(What to work on):
State how many lines in the entries below contain "TagRegistry". Write nothing but the number.

(Data supplied):
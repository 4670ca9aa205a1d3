//! Typed predicate builders attached to tag descriptors.

use crate::{
    encode::{self, CidrRange, TruthSet},
    error::{QuerierError, Result},
    operator::{negate_if, Operator},
};
use serde::{Deserialize, Serialize};

/// One comparison handed to a translator. `value` is already wildcard-rewritten.
#[derive(Debug, Clone, Copy)]
pub struct Predicate<'a> {
    pub tag: &'a str,
    /// Key carried by free-form families such as `k8s.label.<key>`.
    pub key: Option<&'a str>,
    pub op: Operator,
    pub value: &'a str,
}

/// Membership lookup into a `flow_tag` dictionary table.
#[derive(Debug, Clone, PartialEq, Eq, Serialize, Deserialize)]
pub struct DictionaryLookup {
    pub id_column: String,
    pub dictionary: String,
    pub match_column: String,
    #[serde(default = "default_select")]
    pub select: String,
    #[serde(default, skip_serializing_if = "Option::is_none")]
    pub condition: Option<String>,
}

/// One scope of a key/value side map (e.g. pod scope of `k8s.label.*`).
#[derive(Debug, Clone, PartialEq, Eq, Serialize, Deserialize)]
pub struct MapScope {
    pub id_column: String,
    pub table: String,
    #[serde(default = "default_select")]
    pub select: String,
    #[serde(default, skip_serializing_if = "Option::is_none")]
    pub guard: Option<String>,
}

fn default_select() -> String {
    "id".to_string()
}

#[derive(Debug, Clone, PartialEq, Eq, Serialize, Deserialize)]
#[serde(tag = "kind", rename_all = "snake_case")]
pub enum WhereTranslator {
    Column {
        column: String,
    },
    Ip {
        ipv4: String,
        #[serde(default, skip_serializing_if = "Option::is_none")]
        ipv6: Option<String>,
    },
    Sentinel {
        column: String,
        sentinel: i64,
    },
    IpVersion {
        column: String,
    },
    RowId,
    HasAny {
        column: String,
    },
    Dictionary {
        lookups: Vec<DictionaryLookup>,
    },
    Enum {
        column: String,
    },
    LabelMap {
        scopes: Vec<MapScope>,
    },
    KeyValue {
        names: String,
        values: String,
    },
}

impl WhereTranslator {
    pub fn column(column: impl Into<String>) -> Self {
        WhereTranslator::Column {
            column: column.into(),
        }
    }

    pub fn translate(&self, predicate: &Predicate<'_>) -> Result<String> {
        let Predicate { tag, op, value, .. } = *predicate;
        match self {
            WhereTranslator::Column { column } | WhereTranslator::Enum { column } => {
                Ok(op.compare(column, value))
            }
            WhereTranslator::Ip { ipv4, ipv6 } => translate_ip(tag, ipv4, ipv6.as_deref(), op, value),
            WhereTranslator::Sentinel { column, sentinel } => {
                translate_sentinel(tag, column, *sentinel, op, value)
            }
            WhereTranslator::IpVersion { column } => {
                Ok(op.compare(column, &encode::encode_ip_versions(tag, op, value)?))
            }
            WhereTranslator::RowId => translate_row_id(tag, op, value),
            WhereTranslator::HasAny { column } => {
                let ids = encode::parse_ids(tag, value)?
                    .iter()
                    .map(u64::to_string)
                    .collect::<Vec<_>>()
                    .join(",");
                Ok(negate_if(op, format!("hasAny({column}, [{ids}])")))
            }
            WhereTranslator::Dictionary { lookups } => {
                let positive = op.positive();
                let joined = lookups
                    .iter()
                    .map(|lookup| lookup.render(positive, value))
                    .collect::<Vec<_>>()
                    .join(" OR ");
                Ok(negate_if(op, joined))
            }
            WhereTranslator::LabelMap { scopes } => {
                // Without a key the family name is not a tag; compare it as written.
                let Some(key) = predicate.key else {
                    return Ok(op.compare(tag, value));
                };
                Ok(negate_if(
                    op,
                    render_scopes(scopes, key, Some((op.positive(), value))),
                ))
            }
            WhereTranslator::KeyValue { names, values } => {
                let Some(key) = predicate.key else {
                    return Ok(op.compare(tag, value));
                };
                let subject = format!("{values}[indexOf({names},{})]", encode::quote(key));
                Ok(op.compare(&subject, value))
            }
        }
    }

    /// Key-existence form used by `exist(<family>.<key>)`.
    pub fn exists(&self, key: &str) -> Option<String> {
        match self {
            WhereTranslator::LabelMap { scopes } => Some(render_scopes(scopes, key, None)),
            _ => None,
        }
    }
}

impl DictionaryLookup {
    fn render(&self, op: Operator, value: &str) -> String {
        let comparison = op.compare(&self.match_column, value);
        let filter = match &self.condition {
            Some(condition) => format!("{condition} AND {comparison}"),
            None => comparison,
        };
        format!(
            "toUInt64({}) IN (SELECT {} FROM flow_tag.{} WHERE {filter})",
            self.id_column, self.select, self.dictionary
        )
    }
}

fn render_scopes(scopes: &[MapScope], key: &str, comparison: Option<(Operator, &str)>) -> String {
    let key = encode::quote(key);
    let parts: Vec<_> = scopes
        .iter()
        .map(|scope| {
            let mut filter = format!("key={key}");
            if let Some((op, value)) = comparison {
                filter.push_str(" AND ");
                filter.push_str(&op.compare("value", value));
            }
            let subquery = format!(
                "toUInt64({}) IN (SELECT {} FROM flow_tag.{} WHERE {filter})",
                scope.id_column, scope.select, scope.table
            );
            match &scope.guard {
                Some(guard) => format!("({subquery} AND {guard})"),
                None => format!("({subquery})"),
            }
        })
        .collect();

    if parts.len() == 1 {
        parts.concat()
    } else {
        format!("({})", parts.join(" OR "))
    }
}

fn ip_subject(ipv4: &str, ipv6: Option<&str>) -> String {
    match ipv6 {
        Some(ipv6) => format!("if(is_ipv4=1, hex({ipv4}), hex({ipv6}))"),
        None => format!("hex({ipv4})"),
    }
}

fn translate_ip(tag: &str, ipv4: &str, ipv6: Option<&str>, op: Operator, value: &str) -> Result<String> {
    if op.is_like() || op.is_regexp() {
        return Err(QuerierError::unsupported_operator(op.dialect(), tag));
    }

    let subject = ip_subject(ipv4, ipv6);
    let mut cidrs = Vec::new();
    let mut ips = Vec::new();
    for item in encode::split_values(value) {
        if item.contains('/') {
            let range = CidrRange::parse(tag, &item)?;
            let bound = match op {
                Operator::Gt | Operator::Gte => format!("{subject} {op} {}", range.last_hex()),
                Operator::Lt | Operator::Lte => format!("{subject} {op} {}", range.first_hex()),
                _ => format!(
                    "({subject} >= {} AND {subject} <= {})",
                    range.first_hex(),
                    range.last_hex()
                ),
            };
            cidrs.push(bound);
        } else {
            ips.push(encode::ip_hex(tag, &item)?);
        }
    }

    let mut parts = Vec::new();
    if !cidrs.is_empty() {
        parts.push(format!("({})", cidrs.join(" OR ")));
    }
    if !ips.is_empty() {
        if op.is_range() {
            let bounds: Vec<_> = ips.iter().map(|ip| format!("{subject} {op} {ip}")).collect();
            parts.push(format!("({})", bounds.join(" OR ")));
        } else if op.is_list() {
            parts.push(format!("({subject} in ({}))", ips.join(",")));
        } else if ips.len() == 1 {
            parts.push(format!("({subject} = {})", ips[0]));
        } else {
            return Err(QuerierError::malformed(
                tag,
                value,
                format!("operator '{op}' expects a single value"),
            ));
        }
    }

    if parts.is_empty() {
        return Err(QuerierError::malformed(tag, value, "empty value list"));
    }
    Ok(negate_if(op, format!("({})", parts.join(" OR "))))
}

fn translate_sentinel(tag: &str, column: &str, sentinel: i64, op: Operator, value: &str) -> Result<String> {
    if !matches!(
        op,
        Operator::Eq | Operator::NotEq | Operator::In | Operator::NotIn
    ) {
        return Err(QuerierError::unsupported_operator(op.dialect(), tag));
    }

    let truth = TruthSet::from_values(value);
    if truth.is_empty() {
        return Err(QuerierError::malformed(tag, value, "empty value list"));
    }
    if truth.is_tautology() {
        return Ok("1=1".to_string());
    }
    let positive = matches!(op, Operator::Eq | Operator::In);
    let comparison = if truth.has_true == positive { "=" } else { "!=" };
    Ok(format!("{column} {comparison} {sentinel}"))
}

fn translate_row_id(tag: &str, op: Operator, value: &str) -> Result<String> {
    let ids = encode::parse_ids(tag, value)?;
    if ids.is_empty() {
        return Err(QuerierError::malformed(tag, value, "empty id list"));
    }

    if op.is_range() {
        let bounds: Vec<_> = ids.iter().map(|id| format!("(_id {op} {id})")).collect();
        return Ok(format!("({})", bounds.join(" OR ")));
    }
    if op.is_like() || op.is_regexp() {
        return Err(QuerierError::unsupported_operator(op.dialect(), tag));
    }

    let equal: Vec<_> = ids
        .iter()
        .map(|id| format!("(_id = {id} AND time = toDateTime(bitShiftRight({id}, 32)))"))
        .collect();
    Ok(negate_if(op, format!("({})", equal.join(" OR "))))
}
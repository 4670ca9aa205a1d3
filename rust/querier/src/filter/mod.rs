//! WHERE/HAVING compilation over a parsed condition tree.

pub mod function;

use crate::{
    db::QueryClient,
    error::{QuerierError, Result},
    operator::Operator,
    prometheus::{
        prometheus_filter,
        remote_read::{RemoteReadFilter, RemoteReadRequest},
        remote_read_filter,
        resolve_target_labels, PrometheusRegistry, PrometheusSubqueryCache, TargetLabelFilter,
        PROMETHEUS_DB,
    },
    tag::{
        family::{self, Routed, RouteScope},
        strip_tag, AliasMap, Predicate, Resolution, TagRegistry,
    },
    time::{TimeWindow, TIME_TAG},
};
use serde::{Deserialize, Serialize};
use std::fmt;
use std::future::Future;
use std::pin::Pin;
use tracing::debug;

type CompileFuture<'a> = Pin<Box<dyn Future<Output = Result<FilterExpr>> + Send + 'a>>;

#[derive(Debug, Clone, PartialEq, Eq)]
pub enum FilterExpr {
    Leaf(String),
    Binary {
        left: Box<FilterExpr>,
        op: String,
        right: Box<FilterExpr>,
    },
    Nested(Box<FilterExpr>),
    Not(Box<FilterExpr>),
    /// Target-label placeholder, filled in after the batch lookup.
    Deferred(usize),
}

impl FilterExpr {
    fn replace_deferred(&mut self, resolved: &[String]) {
        match self {
            FilterExpr::Deferred(index) => {
                if let Some(filter) = resolved.get(*index) {
                    *self = FilterExpr::Leaf(filter.clone());
                }
            }
            FilterExpr::Binary { left, right, .. } => {
                left.replace_deferred(resolved);
                right.replace_deferred(resolved);
            }
            FilterExpr::Nested(inner) | FilterExpr::Not(inner) => inner.replace_deferred(resolved),
            FilterExpr::Leaf(_) => {}
        }
    }

    /// Wraps a binary child of a different connective so precedence survives rendering.
    fn grouped(self, connective: &str) -> Self {
        match &self {
            FilterExpr::Binary { op, .. } if op != connective => FilterExpr::Nested(Box::new(self)),
            _ => self,
        }
    }
}

impl fmt::Display for FilterExpr {
    fn fmt(&self, f: &mut fmt::Formatter<'_>) -> fmt::Result {
        match self {
            FilterExpr::Leaf(text) => f.write_str(text),
            FilterExpr::Binary { left, op, right } => write!(f, "{left} {op} {right}"),
            FilterExpr::Nested(inner) => write!(f, "({inner})"),
            FilterExpr::Not(inner) => write!(f, "not({inner})"),
            FilterExpr::Deferred(_) => Ok(()),
        }
    }
}

#[derive(Debug, Clone, PartialEq, Eq, Serialize, Deserialize)]
pub struct WithClause {
    pub expr: String,
    pub alias: String,
}

impl fmt::Display for WithClause {
    fn fmt(&self, f: &mut fmt::Formatter<'_>) -> fmt::Result {
        write!(f, "{} AS `{}`", self.expr, self.alias)
    }
}

#[derive(Debug, Clone, PartialEq, Eq, Serialize, Deserialize)]
pub struct FunctionNode {
    pub expr: String,
    #[serde(default)]
    pub withs: Vec<WithClause>,
}

#[derive(Debug, Clone, PartialEq, Eq, Serialize, Deserialize)]
#[serde(untagged)]
pub enum Operand {
    Tag(String),
    Function(FunctionNode),
}

/// Parsed condition tree handed over by the statement parser.
#[derive(Debug, Clone, PartialEq, Eq, Serialize, Deserialize)]
#[serde(tag = "type", rename_all = "snake_case")]
pub enum Condition {
    Comparison {
        left: Operand,
        op: String,
        value: String,
    },
    And {
        left: Box<Condition>,
        right: Box<Condition>,
    },
    Or {
        left: Box<Condition>,
        right: Box<Condition>,
    },
    Not {
        expr: Box<Condition>,
    },
    Paren {
        expr: Box<Condition>,
    },
    TagFunction {
        name: String,
        #[serde(default)]
        args: Vec<String>,
    },
}

/// Everything one compilation reads.
pub struct CompileContext<'a> {
    pub db: &'a str,
    pub table: &'a str,
    pub aliases: &'a AliasMap,
    pub remote_read: bool,
    pub tags: &'a TagRegistry,
    pub prometheus: &'a PrometheusRegistry,
    pub cache: &'a PrometheusSubqueryCache,
    pub client: &'a dyn QueryClient,
    pub language: &'a str,
}

impl CompileContext<'_> {
    fn route_scope(&self) -> RouteScope<'_> {
        RouteScope {
            tags: self.tags,
            db: self.db,
            table: self.table,
            metric_labels: self.remote_read || self.db == PROMETHEUS_DB,
        }
    }
}

#[derive(Debug, Clone, Copy, PartialEq, Eq)]
pub enum ClauseKind {
    Where,
    Having,
}

#[derive(Debug)]
pub struct FilterClause {
    kind: ClauseKind,
    filters: Vec<FilterExpr>,
    withs: Vec<WithClause>,
    time: TimeWindow,
    target_labels: Vec<TargetLabelFilter>,
}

(Answer section):
2